Les photographies versées aux débats établissent que contrairement à ce qui avait été soutenu devant les premiers juges et à ce qu'affirment les témoins dont les attestations sont produites, une barre d'appui rabattable est fixée au mur, entre la douche et les WC et les consorts [T] ne démontrent pas que celle-ci serait fixée de façon non conforme aux dispositions de l'arrêté du 1er août 2006 et à la circulaire du 30 novembre 2007, qui précisent la hauteur à laquelle la barre doit être située et qui donnent des recommandations quant à la distance séparant la cuvette de la barre. La façon dont Mme [T] est tombée, tête en avant alors qu'elle se penchait pour plier ses jambes douloureuses permet en tout état de cause de penser que la barre d'appui ne lui aurait été d'aucune utilité pour s'y rattraper.
Il n'est pas contesté que l'aide-soignante, [J] [P], se trouvait dans la même pièce que Mme [T] lorsque celle-ci était aux toilettes et qu'elle se tenait devant le lavabo. Les photographies versées aux débats permettent de considérer que du fait de la petite taille de la pièce, l'aide-soignante était très proche de l'intéressée. Dans son attestation, elle déclare qu'elle avait, avec l'aide d'une collègue, installé Mme [T] sur la cuvette munie d'un rehausseur, que la barre d'appui, à gauche de la cuvette, était comme à l'accoutumée abaissée et qu'elle avait positionné le fauteuil roulant à droite de la cuvette, en position freinée, de telle sorte que la résidente ne pouvait basculer sur l'un des côtés. [J] [P] précise que par égard pour son intimité, elle lui tournait le dos, préparant les produits nécessaires à sa toilette. Elle avait alors vu Mme [T] se pencher plus bas et s'était retournée, mais la chute s'était déjà produite.

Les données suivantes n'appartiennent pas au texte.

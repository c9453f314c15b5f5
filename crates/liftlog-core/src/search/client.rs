//! Index client contract and the configured-or-not handle around it.

use super::elasticsearch::ElasticsearchClient;
use super::fts5::Fts5Index;
use super::memory::MemoryIndex;
use super::searchable::Searchable;
use crate::config::SearchEndpoint;
use crate::{LiftlogError, Result};
use async_trait::async_trait;
use serde::{Deserialize, Serialize};
use std::sync::Arc;
use tracing::{debug, info};

/// Indexable fields of one entity, as sent to the backend.
pub type IndexDocument = serde_json::Map<String, serde_json::Value>;

/// Ranked identifiers for one page of results, plus the total match count.
#[derive(Debug, Clone, Default, PartialEq, Eq, Serialize, Deserialize)]
pub struct SearchHits {
    pub ids: Vec<i64>,
    pub total: usize,
}

impl SearchHits {
    pub fn empty() -> Self {
        Self::default()
    }
}

/// Row offset of a 1-indexed page.
///
/// Rejects a zero page or page size, and any page whose last row would not
/// fit in an `i64`, so backends can pass the offset and size straight to
/// SQL or HTTP.
pub fn page_offset(page: usize, per_page: usize) -> Result<usize> {
    if page == 0 {
        return Err(LiftlogError::validation("page", "pages start at 1"));
    }
    if per_page == 0 {
        return Err(LiftlogError::validation("per_page", "must be at least 1"));
    }
    (page - 1)
        .checked_mul(per_page)
        .filter(|offset| {
            offset
                .checked_add(per_page)
                .is_some_and(|end| i64::try_from(end).is_ok())
        })
        .ok_or_else(|| {
            LiftlogError::validation(
                "page",
                format!("page {} of size {} is out of range", page, per_page),
            )
        })
}

/// Operations consumed from a search backend.
///
/// `page` is 1-indexed; [`SearchIndex`] validates it with [`page_offset`]
/// before calling in.
#[async_trait]
pub trait IndexClient: Send + Sync {
    /// Upsert the document for `id` in `namespace`, overwriting any previous one.
    async fn index(&self, namespace: &str, id: i64, fields: &IndexDocument) -> Result<()>;

    /// Remove the document for `id`. Removing a missing document succeeds.
    async fn delete(&self, namespace: &str, id: i64) -> Result<()>;

    /// Query `namespace`, returning one page of ids in relevance order.
    async fn search(
        &self,
        namespace: &str,
        expression: &str,
        page: usize,
        per_page: usize,
    ) -> Result<SearchHits>;

    /// Whether the backend is reachable.
    async fn available(&self) -> bool;

    /// Short backend name for logs.
    fn backend_name(&self) -> &'static str;
}

/// Shared handle to the configured search backend, if any.
///
/// With no backend every operation completes immediately without I/O:
/// writes do nothing and searches return no hits.
#[derive(Clone, Default)]
pub struct SearchIndex {
    client: Option<Arc<dyn IndexClient>>,
}

impl SearchIndex {
    /// A handle with no backend.
    pub fn unconfigured() -> Self {
        Self { client: None }
    }

    /// Wrap an existing client.
    pub fn new(client: Arc<dyn IndexClient>) -> Self {
        Self {
            client: Some(client),
        }
    }

    /// Build the backend named by `endpoint`.
    pub fn connect(endpoint: &SearchEndpoint) -> Result<Self> {
        let client: Arc<dyn IndexClient> = match endpoint {
            SearchEndpoint::Unconfigured => {
                info!("No search endpoint configured; search is disabled");
                return Ok(Self::unconfigured());
            }
            SearchEndpoint::Elasticsearch(url) => Arc::new(ElasticsearchClient::new(url.clone())?),
            SearchEndpoint::Fts5(path) => Arc::new(Fts5Index::open(path)?),
            SearchEndpoint::Memory => Arc::new(MemoryIndex::new()),
        };
        info!("Using {} search backend", client.backend_name());
        Ok(Self::new(client))
    }

    pub fn is_configured(&self) -> bool {
        self.client.is_some()
    }

    pub fn backend_name(&self) -> &'static str {
        self.client
            .as_ref()
            .map(|c| c.backend_name())
            .unwrap_or("none")
    }

    /// Whether a backend is configured and reachable.
    pub async fn available(&self) -> bool {
        match &self.client {
            Some(client) => client.available().await,
            None => false,
        }
    }

    /// Upsert the index document for a searchable record.
    pub async fn add_to_index(&self, record: &dyn Searchable) -> Result<()> {
        let Some(client) = &self.client else {
            return Ok(());
        };
        let namespace = record.namespace();
        let id = persisted_document_id(record)?;
        let fields = record.index_fields();

        client.index(namespace, id, &fields).await?;
        debug!("Indexed {}/{}", namespace, id);
        Ok(())
    }

    /// Remove the index document for a searchable record.
    pub async fn remove_from_index(&self, record: &dyn Searchable) -> Result<()> {
        let Some(client) = &self.client else {
            return Ok(());
        };
        let namespace = record.namespace();
        let id = persisted_document_id(record)?;

        client.delete(namespace, id).await?;
        debug!("Removed {}/{} from index", namespace, id);
        Ok(())
    }

    /// Query one namespace. `page` starts at 1.
    pub async fn query_index(
        &self,
        namespace: &str,
        expression: &str,
        page: usize,
        per_page: usize,
    ) -> Result<SearchHits> {
        page_offset(page, per_page)?;
        let Some(client) = &self.client else {
            return Ok(SearchHits::empty());
        };

        let hits = client.search(namespace, expression, page, per_page).await?;
        debug!(
            "Search {:?} in {} page {} returned {} of {} hits",
            expression,
            namespace,
            page,
            hits.ids.len(),
            hits.total
        );
        Ok(hits)
    }
}

impl std::fmt::Debug for SearchIndex {
    fn fmt(&self, f: &mut std::fmt::Formatter<'_>) -> std::fmt::Result {
        f.debug_struct("SearchIndex")
            .field("backend", &self.backend_name())
            .finish()
    }
}

fn persisted_document_id(record: &dyn Searchable) -> Result<i64> {
    record.document_id().ok_or_else(|| {
        LiftlogError::validation(
            "id",
            format!("{} record has no id to index under", record.namespace()),
        )
    })
}

#[cfg(test)]
mod tests {
    use super::*;
    use crate::models::Exercise;

    #[tokio::test]
    async fn test_unconfigured_is_noop() {
        let index = SearchIndex::unconfigured();
        let mut squat = Exercise::new("Squat");
        squat.id = Some(1);

        assert!(!index.is_configured());
        assert!(!index.available().await);
        index.add_to_index(&squat).await.unwrap();
        index.remove_from_index(&squat).await.unwrap();

        let hits = index.query_index("exercise", "squat", 1, 10).await.unwrap();
        assert_eq!(hits, SearchHits::empty());
    }

    #[tokio::test]
    async fn test_page_validation() {
        let index = SearchIndex::unconfigured();
        assert!(index.query_index("exercise", "squat", 0, 10).await.is_err());
        assert!(index.query_index("exercise", "squat", 1, 0).await.is_err());

        let err = index
            .query_index("exercise", "squat", usize::MAX, 10)
            .await
            .unwrap_err();
        assert!(matches!(err, LiftlogError::Validation { ref field, .. } if field == "page"));
        assert!(index
            .query_index("exercise", "squat", 1, usize::MAX)
            .await
            .is_err());
    }

    #[test]
    fn test_page_offset() {
        assert_eq!(page_offset(1, 25).unwrap(), 0);
        assert_eq!(page_offset(3, 10).unwrap(), 20);
        assert!(page_offset(usize::MAX, 10).is_err());
        assert!(page_offset(usize::MAX / 2, 4).is_err());
        // Offset fits but the page end does not.
        assert!(page_offset(2, i64::MAX as usize).is_err());
        assert_eq!(page_offset(1, i64::MAX as usize).unwrap(), 0);
    }

    #[tokio::test]
    async fn test_unsaved_record_is_rejected() {
        let memory = Arc::new(MemoryIndex::recording());
        let index = SearchIndex::new(memory.clone());

        let err = index.add_to_index(&Exercise::new("Squat")).await.unwrap_err();
        assert!(matches!(err, LiftlogError::Validation { .. }));
        assert!(memory.calls().is_empty());
    }

    #[test]
    fn test_connect_unconfigured() {
        let index = SearchIndex::connect(&SearchEndpoint::Unconfigured).unwrap();
        assert!(!index.is_configured());
        assert_eq!(index.backend_name(), "none");

        let index = SearchIndex::connect(&SearchEndpoint::Memory).unwrap();
        assert_eq!(index.backend_name(), "memory");
    }
}
//! Post-commit replay of a captured change set against the search index.

use super::tracker::TransactionContext;
use crate::config::FailurePolicy;
use crate::search::{SearchIndex, Searchable};
use crate::Result;
use serde::Serialize;
use tracing::{debug, warn};

/// Kind of index mutation.
#[derive(Debug, Clone, Copy, PartialEq, Eq, Serialize)]
#[serde(rename_all = "snake_case")]
pub enum SyncOperation {
    Upsert,
    Delete,
}

/// An index mutation that failed after the relational commit.
#[derive(Debug, Clone, Serialize)]
pub struct SyncFailure {
    pub operation: SyncOperation,
    pub namespace: &'static str,
    pub id: Option<i64>,
    pub error: String,
}

/// Outcome of one [`IndexSynchronizer::apply`] run.
#[derive(Debug, Clone, Default, Serialize)]
pub struct SyncReport {
    pub upserted: usize,
    pub removed: usize,
    /// Entities in the change set whose type is not searchable.
    pub skipped: usize,
    pub failures: Vec<SyncFailure>,
}

impl SyncReport {
    /// True when every index mutation succeeded.
    pub fn is_clean(&self) -> bool {
        self.failures.is_empty()
    }
}

/// Post-commit hook mirroring committed changes into the search index.
///
/// Built once at startup and shared by every session.
#[derive(Debug, Clone)]
pub struct IndexSynchronizer {
    index: SearchIndex,
    policy: FailurePolicy,
}

impl IndexSynchronizer {
    pub fn new(index: SearchIndex, policy: FailurePolicy) -> Self {
        Self { index, policy }
    }

    pub fn index(&self) -> &SearchIndex {
        &self.index
    }

    pub fn policy(&self) -> FailurePolicy {
        self.policy
    }

    /// Drain the context's change set into the index.
    ///
    /// Upserts added then updated searchable entities and deletes removed
    /// ones, each collection in capture order. The context is left empty, so
    /// a second call without a new commit does nothing. Backend failures
    /// follow the configured [`FailurePolicy`].
    pub async fn apply(&self, context: &mut TransactionContext) -> Result<SyncReport> {
        let mut report = SyncReport::default();
        let Some(changes) = context.take_changes() else {
            return Ok(report);
        };

        if !self.index.is_configured() {
            debug!("No search backend; dropping {} captured changes", changes.len());
            return Ok(report);
        }

        for entity in changes.added.iter().chain(changes.updated.iter()) {
            let Some(record) = entity.as_searchable() else {
                report.skipped += 1;
                continue;
            };
            let result = self.index.add_to_index(record).await;
            self.record(&mut report, SyncOperation::Upsert, record, result)?;
        }

        for entity in &changes.deleted {
            let Some(record) = entity.as_searchable() else {
                report.skipped += 1;
                continue;
            };
            let result = self.index.remove_from_index(record).await;
            self.record(&mut report, SyncOperation::Delete, record, result)?;
        }

        debug!(
            "Index sync: {} upserted, {} removed, {} skipped, {} failed",
            report.upserted,
            report.removed,
            report.skipped,
            report.failures.len()
        );
        Ok(report)
    }

    fn record(
        &self,
        report: &mut SyncReport,
        operation: SyncOperation,
        record: &dyn Searchable,
        result: Result<()>,
    ) -> Result<()> {
        match result {
            Ok(()) => {
                match operation {
                    SyncOperation::Upsert => report.upserted += 1,
                    SyncOperation::Delete => report.removed += 1,
                }
                Ok(())
            }
            Err(e) if self.policy == FailurePolicy::Propagate => Err(e),
            Err(e) => {
                warn!(
                    "Index {:?} failed for {}/{:?}; relational row is committed: {}",
                    operation,
                    record.namespace(),
                    record.document_id(),
                    e
                );
                report.failures.push(SyncFailure {
                    operation,
                    namespace: record.namespace(),
                    id: record.document_id(),
                    error: e.to_string(),
                });
                Ok(())
            }
        }
    }
}

#[cfg(test)]
mod tests {
    use super::*;
    use crate::models::{Exercise, Workout};
    use crate::search::{IndexClient, IndexDocument, MemoryIndex, SearchHits};
    use crate::sync::ChangeSet;
    use crate::LiftlogError;
    use async_trait::async_trait;
    use std::sync::Arc;

    /// Fails every call touching `bad_id`, otherwise delegates to memory.
    struct FlakyIndex {
        inner: MemoryIndex,
        bad_id: i64,
    }

    #[async_trait]
    impl IndexClient for FlakyIndex {
        async fn index(&self, namespace: &str, id: i64, fields: &IndexDocument) -> Result<()> {
            if id == self.bad_id {
                return Err(LiftlogError::search(namespace, "shard unavailable"));
            }
            self.inner.index(namespace, id, fields).await
        }

        async fn delete(&self, namespace: &str, id: i64) -> Result<()> {
            if id == self.bad_id {
                return Err(LiftlogError::search(namespace, "shard unavailable"));
            }
            self.inner.delete(namespace, id).await
        }

        async fn search(
            &self,
            namespace: &str,
            expression: &str,
            page: usize,
            per_page: usize,
        ) -> Result<SearchHits> {
            self.inner.search(namespace, expression, page, per_page).await
        }

        async fn available(&self) -> bool {
            true
        }

        fn backend_name(&self) -> &'static str {
            "flaky"
        }
    }

    fn exercise(id: i64, name: &str) -> Box<dyn crate::models::Entity> {
        let mut exercise = Exercise::new(name);
        exercise.id = Some(id);
        Box::new(exercise)
    }

    fn context_with(added: Vec<Box<dyn crate::models::Entity>>) -> TransactionContext {
        let mut context = TransactionContext::default();
        context.store(ChangeSet {
            added,
            ..Default::default()
        });
        context
    }

    fn flaky(bad_id: i64) -> Arc<FlakyIndex> {
        Arc::new(FlakyIndex {
            inner: MemoryIndex::new(),
            bad_id,
        })
    }

    #[tokio::test]
    async fn test_isolate_continues_past_failure() {
        let client = flaky(2);
        let sync = IndexSynchronizer::new(SearchIndex::new(client.clone()), FailurePolicy::Isolate);
        let mut context = context_with(vec![
            exercise(1, "Squat"),
            exercise(2, "Lunge"),
            exercise(3, "Row"),
        ]);

        let report = sync.apply(&mut context).await.unwrap();
        assert_eq!(report.upserted, 2);
        assert_eq!(report.failures.len(), 1);
        assert_eq!(report.failures[0].id, Some(2));
        assert_eq!(report.failures[0].operation, SyncOperation::Upsert);
        assert!(!report.is_clean());
        assert_eq!(client.inner.ids("exercise"), vec![1, 3]);
    }

    #[tokio::test]
    async fn test_propagate_aborts_batch() {
        let client = flaky(2);
        let sync =
            IndexSynchronizer::new(SearchIndex::new(client.clone()), FailurePolicy::Propagate);
        let mut context = context_with(vec![
            exercise(1, "Squat"),
            exercise(2, "Lunge"),
            exercise(3, "Row"),
        ]);

        let err = sync.apply(&mut context).await.unwrap_err();
        assert!(err.is_search_backend());
        assert_eq!(client.inner.ids("exercise"), vec![1]);
        assert!(context.changes().is_none());
    }

    #[tokio::test]
    async fn test_order_and_skips() {
        let memory = Arc::new(MemoryIndex::recording());
        let sync = IndexSynchronizer::new(SearchIndex::new(memory.clone()), FailurePolicy::Isolate);

        let mut workout = Workout::new("Legs");
        workout.id = Some(5);
        let mut user = crate::models::User::new("alice", "alice@example.com");
        user.id = Some(5);

        let mut context = TransactionContext::default();
        context.store(ChangeSet {
            added: vec![exercise(2, "Squat"), Box::new(user)],
            updated: vec![exercise(1, "Bench")],
            deleted: vec![Box::new(workout)],
        });

        let report = sync.apply(&mut context).await.unwrap();
        assert_eq!((report.upserted, report.removed, report.skipped), (2, 1, 1));

        let calls = memory.calls();
        assert_eq!(
            calls,
            vec![
                crate::search::IndexCall::Index {
                    namespace: "exercise".into(),
                    id: 2,
                },
                crate::search::IndexCall::Index {
                    namespace: "exercise".into(),
                    id: 1,
                },
                crate::search::IndexCall::Delete {
                    namespace: "workout".into(),
                    id: 5,
                },
            ]
        );
    }

    #[tokio::test]
    async fn test_missing_change_set_is_noop() {
        let sync = IndexSynchronizer::new(SearchIndex::unconfigured(), FailurePolicy::Propagate);
        let report = sync.apply(&mut TransactionContext::default()).await.unwrap();
        assert_eq!(report.upserted + report.removed + report.skipped, 0);
    }
}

Dés lors qu'il est établi que l'aide-soignante était présente, à très grande proximité de Mme [T] compte tenu de la configuration de la pièce, il ne saurait être reproché à l'aide-soignante que, par respect pour la dignité et l'intimité de Mme [T], dont il n'est pas contesté qu'elle avait conservé ses facultés intellectuelles, elle lui ait tourné le dos, et ce d'autant que la glace située au-dessus du lavabo lui avait permis de voir l'instant où la patiente se penchait.
C'est en conséquence par de justes motifs que la cour adopte que le tribunal a jugé que la chute de Mme [T] n'était pas la conséquence d'une défaillance dans l'organisation et le fonctionnement de l'établissement qui l'hébergeait ou d'une inadéquation de ses installations.
Le jugement sera en conséquence confirmé en toutes ses dispositions.
En application de l'article 700 du code de procédure civile, la société Relais Tendresse Gazeran et la SMACL, unis d'intérêts, sont fondés à demander l'allocation de la somme de 3 000 euros.
Les consorts [T] seront condamnés aux dépens d'appel.
PAR CES MOTIFS
La cour, statuant publiquement, contradictoirement,
Confirme le jugement en toutes ses dispositions,
Y ajoutant,
Condamne [Q] [K] et [F] [T] à payer à la société Relais Tendresse Gazeran et la SMACL la somme de 3 000 euros en remboursement de leurs frais irrépétibles d'appel,
Condamne [Q] [K] et [F] [T] aux dépens d'appel.
- prononcé publiquement par mise à disposition de l'arrêt au greffe de la cour, les parties en ayant été préalablement avisées dans les conditions prévues au deuxième alinéa de l'article 450 du code de procédure civile.
- signé par Madame Véronique BOISSELET, Président et par Madame Lise BESSON, Greffier, auquel la minute de la décision a été remise par le magistrat signataire.